Action item:
Go to the line in the entries below that holds "classification model artifacts." and repeat exactly from there through the line that holds "pub struct ModelsArgs", inclusive.

(Records from a dataset)

************

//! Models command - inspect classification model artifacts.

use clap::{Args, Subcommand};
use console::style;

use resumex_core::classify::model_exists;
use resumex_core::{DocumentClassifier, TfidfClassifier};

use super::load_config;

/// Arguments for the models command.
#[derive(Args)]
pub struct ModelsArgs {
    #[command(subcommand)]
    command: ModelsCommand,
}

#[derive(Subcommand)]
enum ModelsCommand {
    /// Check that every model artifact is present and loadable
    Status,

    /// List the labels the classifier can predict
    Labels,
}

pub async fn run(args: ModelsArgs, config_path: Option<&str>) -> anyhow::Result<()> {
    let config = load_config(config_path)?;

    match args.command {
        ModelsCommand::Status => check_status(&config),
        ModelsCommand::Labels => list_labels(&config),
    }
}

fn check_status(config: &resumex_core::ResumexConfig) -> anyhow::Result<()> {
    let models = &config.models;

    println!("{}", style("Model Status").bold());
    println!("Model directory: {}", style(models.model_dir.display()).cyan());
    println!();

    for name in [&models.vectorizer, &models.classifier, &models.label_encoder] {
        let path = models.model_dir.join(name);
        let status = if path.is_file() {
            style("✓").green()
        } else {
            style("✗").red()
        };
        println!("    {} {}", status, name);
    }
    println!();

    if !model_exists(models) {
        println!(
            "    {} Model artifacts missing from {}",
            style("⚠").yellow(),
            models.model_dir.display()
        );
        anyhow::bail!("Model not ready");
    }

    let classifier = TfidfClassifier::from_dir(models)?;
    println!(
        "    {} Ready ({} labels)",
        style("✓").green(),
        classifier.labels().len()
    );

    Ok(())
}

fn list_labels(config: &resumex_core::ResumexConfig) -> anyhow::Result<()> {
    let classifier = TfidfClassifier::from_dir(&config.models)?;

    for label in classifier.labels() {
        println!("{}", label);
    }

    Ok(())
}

************

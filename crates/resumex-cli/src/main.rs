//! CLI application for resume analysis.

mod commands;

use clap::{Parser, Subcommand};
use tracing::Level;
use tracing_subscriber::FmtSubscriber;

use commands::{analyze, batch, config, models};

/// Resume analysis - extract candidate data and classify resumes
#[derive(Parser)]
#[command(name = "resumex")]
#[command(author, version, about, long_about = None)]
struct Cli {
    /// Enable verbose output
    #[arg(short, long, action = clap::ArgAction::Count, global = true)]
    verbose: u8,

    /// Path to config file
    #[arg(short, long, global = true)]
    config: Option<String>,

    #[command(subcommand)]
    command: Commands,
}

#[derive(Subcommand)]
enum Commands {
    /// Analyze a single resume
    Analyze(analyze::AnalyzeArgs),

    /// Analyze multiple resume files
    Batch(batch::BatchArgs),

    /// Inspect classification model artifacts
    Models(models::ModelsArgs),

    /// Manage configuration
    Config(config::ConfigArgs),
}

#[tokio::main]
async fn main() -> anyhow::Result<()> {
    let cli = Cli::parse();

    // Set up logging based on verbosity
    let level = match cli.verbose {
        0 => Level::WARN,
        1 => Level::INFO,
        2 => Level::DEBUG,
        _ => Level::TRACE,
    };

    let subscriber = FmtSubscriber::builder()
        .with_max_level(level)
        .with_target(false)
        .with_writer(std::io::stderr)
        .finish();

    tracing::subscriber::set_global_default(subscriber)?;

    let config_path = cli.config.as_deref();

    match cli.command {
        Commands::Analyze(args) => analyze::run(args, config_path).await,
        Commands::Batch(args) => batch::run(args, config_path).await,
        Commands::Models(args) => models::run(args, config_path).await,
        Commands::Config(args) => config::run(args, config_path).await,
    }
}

************

Completed exercise:
//! Models command - inspect classification model artifacts.

use clap::{Args, Subcommand};
use console::style;

use resumex_core::classify::model_exists;
use resumex_core::{DocumentClassifier, TfidfClassifier};

use super::load_config;

/// Arguments for the models command.
#[derive(Args)]
pub struct ModelsArgs {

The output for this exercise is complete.